As written in the group letter:
“Per capita caps and block grants are designed to reduce federal funding for Medicaid, forcing states to either make up the difference with their own funds or make cuts to their programs that would reduce access to care for the patients we represent. With support from the Centers for Medicare and Medicaid Services (CMS), states like Utah and Tennessee are already moving forward with deeply troubling proposals in anticipation of new federal guidance promoting such capped financing arrangements. While still lacking many key details, these proposals confirm that some states are actively working to pursue policies such as enrollment caps and changes to prescription drug benefits as part of block grant or per capita cap proposals.

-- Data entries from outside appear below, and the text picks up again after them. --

impl Catalog {
    /// Creates a catalog over `kv`.
    ///
    /// # Errors
    ///
    /// Returns [`CatalogError::InvalidConfig`] if `config` is unusable.
    pub fn new(kv: Arc<dyn TxnKv>, config: CatalogConfig) -> CatalogResult<Self> {
        config.validate()?;
        Ok(Self { kv, config })
    }

    /// Returns the configuration.
    #[must_use]
    pub fn config(&self) -> &CatalogConfig {
        &self.config
    }

    fn writer(&self) -> BatchWriter<'_> {
        BatchWriter::new(self.kv.as_ref(), self.config.max_txn_ops)
    }

    /// Commits `mutation`, returning the number of transactions issued.
    ///
    /// A key that is both written and removed is written.
    fn commit(&self, mutation: Mutation) -> CatalogResult<usize> {
        let Mutation { writes, mut removes } = mutation;
        removes.retain(|key| !writes.contains_key(key));
        if removes.is_empty() {
            self.writer().commit_writes(&writes)
        } else {
            self.writer().commit_writes_and_removes(&writes, &removes)
        }
    }

    // ---- segments -------------------------------------------------------

    /// Persists a new segment.
    ///
    /// The stored row count is taken from the insert logs when they hold rows.
    ///
    /// # Errors
    ///
    /// Returns [`CatalogError::InvalidLogPath`] without writing anything if
    /// a log path is malformed, or the store error if the write fails.
    pub fn add_segment(&self, segment: &Segment) -> CatalogResult<()> {
        let batch = decompose(segment)?.into_batch();
        self.writer().commit_writes(&batch)?;
        debug!(segment = %segment.ident(), keys = batch.len(), "added segment");
        Ok(())
    }

    /// Persists the current form of every segment in `segments`.
    ///
    /// Records of groups a segment has emptied are removed in the same
    /// commit. An empty slice writes nothing.
    ///
    /// # Errors
    ///
    /// Same as [`Catalog::add_segment`]; a failure after the first
    /// transaction is [`CatalogError::PartialCommit`].
    pub fn alter_segments(&self, segments: &[Segment]) -> CatalogResult<()> {
        if segments.is_empty() {
            return Ok(());
        }
        let mut mutation = Mutation::default();
        for segment in segments {
            mutation.push(decompose(segment)?);
        }
        let txns = self.commit(mutation)?;
        debug!(segments = segments.len(), txns, "altered segments");
        Ok(())
    }

    /// Persists one segment transition.
    ///
    /// Records of groups `new` has emptied are removed. When `new` enters [`SegmentState::Flushed`] a flushed marker is
    /// written alongside it.
    ///
    /// # Errors
    ///
    /// Same as [`Catalog::alter_segments`].
    pub fn alter_segment(&self, new: &Segment, old: &Segment) -> CatalogResult<()> {
        let mut mutation = Mutation::default();
        mutation.push(decompose(new)?);
        if new.state == SegmentState::Flushed && old.state != SegmentState::Flushed {
            let marker = FlushedMarker { segment_id: new.id };
            mutation.insert(keys::flushed_segment_key(new.ident()), marker.encode()?);
        }
        self.commit(mutation)?;
        Ok(())
    }

    /// Persists the outcome of a compaction: the altered source segments and
    /// the segment they were compacted into.
    ///
    /// A dropped source segment whose field log records are already stored
    /// only has its header rewritten; its row count still comes from the log
    /// groups it carries. Every other segment is written in full, which also
    /// moves monolithic records into the decomposed layout.
    ///
    /// # Errors
    ///
    /// A failed read aborts the call before anything is written. Otherwise
    /// same as [`Catalog::alter_segments`].
    pub fn alter_segments_and_add_new_segment(
        &self,
        segments: &[Segment],
        new_segment: Option<&Segment>,
    ) -> CatalogResult<()> {
        let mut mutation = Mutation::default();
        for segment in segments {
            if segment.state == SegmentState::Dropped && self.has_field_logs(segment.ident())? {
                let (key, value) = layout::encode_header(segment)?;
                mutation.insert(key, value);
            } else {
                mutation.push(decompose(segment)?);
            }
        }
        if let Some(new_segment) = new_segment {
            mutation.push(decompose(new_segment)?);
        }
        let key_count = mutation.writes.len();
        let txns = self.commit(mutation)?;
        info!(
            sources = segments.len(),
            new_segment = ?new_segment.map(Segment::ident),
            keys = key_count,
            txns,
            "persisted compaction result"
        );
        Ok(())
    }

    /// Undoes [`Catalog::alter_segments_and_add_new_segment`]: restores the
    /// source segments and removes every key of the compacted segment.
    ///
    /// # Errors
    ///
    /// Same as [`Catalog::alter_segments`].
    pub fn revert_alter_segments_and_add_new_segment(
        &self,
        segments: &[Segment],
        removal: Option<&Segment>,
    ) -> CatalogResult<()> {
        let mut mutation = Mutation::default();
        for segment in segments {
            mutation.push(decompose(segment)?);
        }
        if let Some(removal) = removal {
            mutation.remove(keys::segment_key(removal.ident()));
            for key in layout::field_log_keys(removal) {
                mutation.remove(key);
            }
            mutation.remove(keys::flushed_segment_key(removal.ident()));
        }
        self.commit(mutation)?;
        info!(
            restored = segments.len(),
            removed = ?removal.map(Segment::ident),
            "reverted compaction result"
        );
        Ok(())
    }

    /// Removes a segment's header and the field log records of every group
    /// it lists, empty or not, in one transaction.
    ///
    /// Only the groups listed on `segment` are removed; records the
    /// in-memory copy does not know about are left behind.
    ///
    /// # Errors
    ///
    /// Returns the store error if the removal fails.
    pub fn drop_segment(&self, segment: &Segment) -> CatalogResult<()> {
        let mut removals = layout::field_log_keys(segment);
        removals.push(keys::segment_key(segment.ident()));
        removals.sort();
        removals.dedup();
        self.kv.multi_remove(&removals)?;
        debug!(segment = %segment.ident(), keys = removals.len(), "dropped segment");
        Ok(())
    }

    /// Marks many segments dropped by rewriting their header records.
    ///
    /// An empty slice writes nothing.
    ///
    /// # Errors
    ///
    /// Same as [`Catalog::alter_segments`].
    pub fn save_dropped_segments_in_batch(&self, segments: &[Segment]) -> CatalogResult<()> {
        if segments.is_empty() {
            return Ok(());
        }
        let mut batch = KvBatch::new();
        for segment in segments {
            let mut dropped = layout::segment_header(segment);
            dropped.state = SegmentState::Dropped;
            batch.insert(keys::segment_key(segment.ident()), dropped.encode()?);
        }
        let txns = self.writer().commit_writes(&batch)?;
        debug!(segments = segments.len(), txns, "saved dropped segments");
        Ok(())
    }

    /// Lists every segment.
    ///
    /// # Errors
    ///
    /// Returns an error if a scan fails or a stored record is corrupt.
    pub fn list_segments(&self) -> CatalogResult<Vec<Segment>> {
        self.list_segments_in(SegmentScope::All)
    }

    /// Lists the segments in `scope`, ordered by identity.
    ///
    /// Decomposed and monolithic records are resolved independently, so a
    /// store holding both layouts lists correctly.
    ///
    /// # Errors
    ///
    /// Returns an error if a scan fails or a stored record is corrupt.
    pub fn list_segments_in(&self, scope: SegmentScope) -> CatalogResult<Vec<Segment>> {
        let mut related: HashMap<SegmentIdent, Vec<(String, Vec<u8>)>> = HashMap::new();
        for kind in LogKind::ALL {
            for (key, value) in self.kv.load_with_prefix(&scope.field_log_prefix(kind))? {
                let (_, ident, _) = keys::parse_field_log_key(&key)?;
                related.entry(ident).or_default().push((key, value));
            }
        }

        let mut headers = Vec::new();
        for (key, value) in self.kv.load_with_prefix(&scope.header_prefix())? {
            let ident = keys::parse_segment_key(&key)?;
            if scope.contains(ident) {
                headers.push((ident, value));
            }
        }
        headers.sort_by_key(|(ident, _)| *ident);

        let root = &self.config.storage_root;
        let mut segments = Vec::with_capacity(headers.len());
        for (ident, header) in headers {
            let records = related.remove(&ident).unwrap_or_default();
            segments.push(layout::recompose(root, &header, &records)?);
        }
        for ident in related.keys() {
            debug!(segment = %ident, "field log records without a segment header");
        }
        Ok(segments)
    }

    /// Loads a single segment.
    ///
    /// # Errors
    ///
    /// Returns [`CatalogError::SegmentNotFound`] if the segment has no
    /// header record.
    pub fn load_segment(
        &self,
        collection_id: UniqueId,
        partition_id: UniqueId,
        segment_id: UniqueId,
    ) -> CatalogResult<Segment> {
        let ident = SegmentIdent::new(collection_id, partition_id, segment_id);
        let header = self
            .kv
            .load(&keys::segment_key(ident))
            .map_err(|e| {
                if e.is_not_found() {
                    CatalogError::SegmentNotFound { ident }
                } else {
                    e.into()
                }
            })?;
        let mut records = Vec::new();
        for kind in LogKind::ALL {
            records.extend(
                self.kv
                    .load_with_prefix(&keys::segment_field_log_prefix(ident, kind))?,
            );
        }
        layout::recompose(&self.config.storage_root, &header, &records)
    }

    /// Ids of the segments of one partition that carry a flushed marker.
    ///
    /// # Errors
    ///
    /// Returns an error if the scan fails or a marker key is corrupt.
    pub fn list_flushed_segment_ids(
        &self,
        collection_id: UniqueId,
        partition_id: UniqueId,
    ) -> CatalogResult<Vec<UniqueId>> {
        let prefix = keys::flushed_segment_prefix(collection_id, partition_id);
        let mut ids = self
            .kv
            .load_with_prefix(&prefix)?
            .into_iter()
            .map(|(key, _)| keys::parse_flushed_segment_key(&key).map(|ident| ident.segment_id))
            .collect::<CatalogResult<Vec<_>>>()?;
        ids.sort_unstable();
        Ok(ids)
    }

    fn has_field_logs(&self, ident: SegmentIdent) -> CatalogResult<bool> {
        for kind in LogKind::ALL {
            let prefix = keys::segment_field_log_prefix(ident, kind);
            if !self.kv.load_with_prefix(&prefix)?.is_empty() {
                return Ok(true);
            }
        }
        Ok(false)
    }

    // ---- channel checkpoints -------------------------------------------

    /// Records how far a virtual channel has been consumed.
    ///
    /// # Errors
    ///
    /// Returns the store error if the write fails.
    pub fn save_channel_checkpoint(&self, vchannel: &str, position: &MsgPosition) -> CatalogResult<()> {
        self.kv
            .save(&keys::channel_checkpoint_key(vchannel), &position.encode()?)?;
        Ok(())
    }

    /// Returns every channel checkpoint, keyed by virtual channel.
    ///
    /// # Errors
    ///
    /// Returns an error if the scan fails or a checkpoint is corrupt.
    pub fn list_channel_checkpoints(&self) -> CatalogResult<BTreeMap<String, MsgPosition>> {
        let mut checkpoints = BTreeMap::new();
        for (key, value) in self.kv.load_with_prefix(&keys::channel_checkpoint_prefix())? {
            let vchannel = keys::parse_channel_checkpoint_key(&key)?.to_string();
            checkpoints.insert(vchannel, MsgPosition::decode(&value)?);
        }
        Ok(checkpoints)
    }

    /// Removes a virtual channel's checkpoint.
    ///
    /// # Errors
    ///
    /// Returns the store error if the removal fails.
    pub fn drop_channel_checkpoint(&self, vchannel: &str) -> CatalogResult<()> {
        self.kv.remove(&keys::channel_checkpoint_key(vchannel))?;
        Ok(())
    }

    // ---- channel tombstones --------------------------------------------

    /// Records that `channel` has been permanently retired.
    ///
    /// # Errors
    ///
    /// Returns the store error if the write fails.
    pub fn mark_channel_deleted(&self, channel: &str) -> CatalogResult<()> {
        self.kv
            .save(&keys::channel_tombstone_key(channel), keys::CHANNEL_TOMBSTONE)?;
        info!(channel, "marked channel deleted");
        Ok(())
    }

    /// Returns true if `channel` carries a tombstone.
    ///
    /// # Errors
    ///
    /// Returns the store error if the read fails for any reason other than
    /// the key being absent.
    pub fn is_channel_dropped(&self, channel: &str) -> CatalogResult<bool> {
        match self.kv.load(&keys::channel_tombstone_key(channel)) {
            Ok(value) => Ok(value == keys::CHANNEL_TOMBSTONE),
            Err(e) if e.is_not_found() => Ok(false),
            Err(e) => Err(e.into()),
        }
    }

    /// Removes a channel's tombstone.
    ///
    /// # Errors
    ///
    /// Returns the store error if the removal fails.
    pub fn drop_channel(&self, channel: &str) -> CatalogResult<()> {
        self.kv.remove(&keys::channel_tombstone_key(channel))?;
        Ok(())
    }
}
//! Catalog key space.
//!
//! ```text
//! datacoord-meta/s/{collection}/{partition}/{segment}                 segment header
//! datacoord-meta/binlog/{collection}/{partition}/{segment}/{field}    insert log group
//! datacoord-meta/deltalog/{collection}/{partition}/{segment}/{field}  delete log group
//! datacoord-meta/statslog/{collection}/{partition}/{segment}/{field}  stats log group
//! datacoord-meta/flushed-segment/{collection}/{partition}/{segment}   flushed marker
//! datacoord-meta/channel-cp/{vchannel}                                channel checkpoint
//! datacoord-meta/channel-removal/{channel}                            channel tombstone
//! ```
//!
//! Every prefix returned here ends in `/`, so a scan for segment 1 never
//! picks up segment 11.

use crate::error::{CatalogError, CatalogResult};
use crate::types::{LogKind, SegmentIdent, UniqueId};

/// Root of every key the catalog owns.
pub const META_ROOT: &str = "datacoord-meta";
/// Segment header records.
pub const SEGMENT_PREFIX: &str = "datacoord-meta/s";
/// Flushed-segment markers.
pub const FLUSHED_SEGMENT_PREFIX: &str = "datacoord-meta/flushed-segment";
/// Channel checkpoints.
pub const CHANNEL_CHECKPOINT_PREFIX: &str = "datacoord-meta/channel-cp";
/// Channel tombstones.
pub const CHANNEL_REMOVAL_PREFIX: &str = "datacoord-meta/channel-removal";
/// Value stored under a channel tombstone key.
pub const CHANNEL_TOMBSTONE: &[u8] = b"removed";

/// Key of a segment's header record.
#[must_use]
pub fn segment_key(ident: SegmentIdent) -> String {
    format!(
        "{SEGMENT_PREFIX}/{}/{}/{}",
        ident.collection_id, ident.partition_id, ident.segment_id
    )
}

/// Key of one field log group.
#[must_use]
pub fn field_log_key(ident: SegmentIdent, field_id: UniqueId, kind: LogKind) -> String {
    format!(
        "{}{}/{}/{}/{field_id}",
        field_log_prefix(kind),
        ident.collection_id,
        ident.partition_id,
        ident.segment_id
    )
}

/// Key of a segment's flushed marker.
#[must_use]
pub fn flushed_segment_key(ident: SegmentIdent) -> String {
    format!(
        "{FLUSHED_SEGMENT_PREFIX}/{}/{}/{}",
        ident.collection_id, ident.partition_id, ident.segment_id
    )
}

/// Key of a virtual channel's checkpoint.
#[must_use]
pub fn channel_checkpoint_key(vchannel: &str) -> String {
    format!("{CHANNEL_CHECKPOINT_PREFIX}/{vchannel}")
}

/// Key of a channel's tombstone.
#[must_use]
pub fn channel_tombstone_key(channel: &str) -> String {
    format!("{CHANNEL_REMOVAL_PREFIX}/{channel}")
}

/// Prefix covering every segment header.
#[must_use]
pub fn segment_prefix() -> String {
    format!("{SEGMENT_PREFIX}/")
}

/// Prefix covering every field log group of one kind.
#[must_use]
pub fn field_log_prefix(kind: LogKind) -> String {
    format!("{META_ROOT}/{}/", kind.key_dir())
}

/// Prefix covering one segment's field log groups of one kind.
#[must_use]
pub fn segment_field_log_prefix(ident: SegmentIdent, kind: LogKind) -> String {
    format!(
        "{}{}/{}/{}/",
        field_log_prefix(kind),
        ident.collection_id,
        ident.partition_id,
        ident.segment_id
    )
}

/// Prefix covering the flushed markers of one partition.
#[must_use]
pub fn flushed_segment_prefix(collection_id: UniqueId, partition_id: UniqueId) -> String {
    format!("{FLUSHED_SEGMENT_PREFIX}/{collection_id}/{partition_id}/")
}

/// Prefix covering every channel checkpoint.
#[must_use]
pub fn channel_checkpoint_prefix() -> String {
    format!("{CHANNEL_CHECKPOINT_PREFIX}/")
}

/// A range of segments addressed by a prefix scan.
#[derive(Debug, Clone, Copy, PartialEq, Eq)]
pub enum SegmentScope {
    /// Every segment.
    All,
    /// Every segment of one collection.
    Collection(UniqueId),
    /// Every segment of one partition.
    Partition(UniqueId, UniqueId),
    /// A single segment.
    Segment(SegmentIdent),
}

impl SegmentScope {
    fn suffix(self) -> String {
        match self {
            Self::All => String::new(),
            Self::Collection(c) => format!("{c}/"),
            Self::Partition(c, p) => format!("{c}/{p}/"),
            Self::Segment(ident) => format!(
                "{}/{}/{}/",
                ident.collection_id, ident.partition_id, ident.segment_id
            ),
        }
    }

    /// Prefix of the header records in this scope.
    ///
    /// A single segment's header is a key, not a prefix; scanning it would
    /// also match longer segment ids, so `Segment` is narrowed to its
    /// partition and filtered by the caller.
    #[must_use]
    pub fn header_prefix(self) -> String {
        match self {
            Self::Segment(ident) => {
                Self::Partition(ident.collection_id, ident.partition_id).header_prefix()
            }
            other => format!("{}{}", segment_prefix(), other.suffix()),
        }
    }

    /// Prefix of the field log groups of one kind in this scope.
    #[must_use]
    pub fn field_log_prefix(self, kind: LogKind) -> String {
        format!("{}{}", field_log_prefix(kind), self.suffix())
    }

    /// Returns true if `ident` falls inside this scope.
    #[must_use]
    pub fn contains(self, ident: SegmentIdent) -> bool {
        match self {
            Self::All => true,
            Self::Collection(c) => ident.collection_id == c,
            Self::Partition(c, p) => ident.collection_id == c && ident.partition_id == p,
            Self::Segment(s) => ident == s,
        }
    }
}

fn parse_ids<const N: usize>(key: &str, rest: &str) -> CatalogResult<[UniqueId; N]> {
    let mut ids = [0; N];
    let mut parts = rest.split('/');
    for slot in &mut ids {
        *slot = parts
            .next()
            .and_then(|p| p.parse().ok())
            .ok_or_else(|| CatalogError::invalid_key(key))?;
    }
    if parts.next().is_some() {
        return Err(CatalogError::invalid_key(key));
    }
    Ok(ids)
}

/// Parses a segment header key back into its identity.
///
/// # Errors
///
/// Returns [`CatalogError::InvalidKey`] if `key` is not a header key.
pub fn parse_segment_key(key: &str) -> CatalogResult<SegmentIdent> {
    let rest = key
        .strip_prefix(&segment_prefix())
        .ok_or_else(|| CatalogError::invalid_key(key))?;
    let [c, p, s] = parse_ids::<3>(key, rest)?;
    Ok(SegmentIdent::new(c, p, s))
}

/// Parses a field log key back into its kind, segment and field.
///
/// # Errors
///
/// Returns [`CatalogError::InvalidKey`] if `key` is not a field log key.
pub fn parse_field_log_key(key: &str) -> CatalogResult<(LogKind, SegmentIdent, UniqueId)> {
    for kind in LogKind::ALL {
        if let Some(rest) = key.strip_prefix(&field_log_prefix(kind)) {
            let [c, p, s, f] = parse_ids::<4>(key, rest)?;
            return Ok((kind, SegmentIdent::new(c, p, s), f));
        }
    }
    Err(CatalogError::invalid_key(key))
}

/// Parses a flushed marker key back into its segment identity.
///
/// # Errors
///
/// Returns [`CatalogError::InvalidKey`] if `key` is not a marker key.
pub fn parse_flushed_segment_key(key: &str) -> CatalogResult<SegmentIdent> {
    let rest = key
        .strip_prefix(FLUSHED_SEGMENT_PREFIX)
        .and_then(|r| r.strip_prefix('/'))
        .ok_or_else(|| CatalogError::invalid_key(key))?;
    let [c, p, s] = parse_ids::<3>(key, rest)?;
    Ok(SegmentIdent::new(c, p, s))
}

/// Extracts the virtual channel name from a checkpoint key.
///
/// # Errors
///
/// Returns [`CatalogError::InvalidKey`] if `key` is not a checkpoint key.
pub fn parse_channel_checkpoint_key(key: &str) -> CatalogResult<&str> {
    key.strip_prefix(CHANNEL_CHECKPOINT_PREFIX)
        .and_then(|r| r.strip_prefix('/'))
        .filter(|name| !name.is_empty())
        .ok_or_else(|| CatalogError::invalid_key(key))
}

The effects of these cuts are very serious for the patients we represent. States under a block grant or per capita cap would struggle to respond to changes in standards of care, such as the development of a ground-breaking but expensive treatment, and would have a greater incentive to impose additional barriers for treatments to manage their overall costs. Our communities have already had experiences, some dire, in which Medicaid programs have denied patients needed therapies because of budget constraints. Additionally, per capita caps and block grants would cut Medicaid most deeply when the need is greatest, as these financing structures do not protect either states or patients from financial risk as the result of an economic downturn or other unexpected event. As the gap between the capped allotment and actual costs of patient care increases over time, states will likely limit enrollment, reduce benefits, lower provider payments or increase cost-sharing for patients.”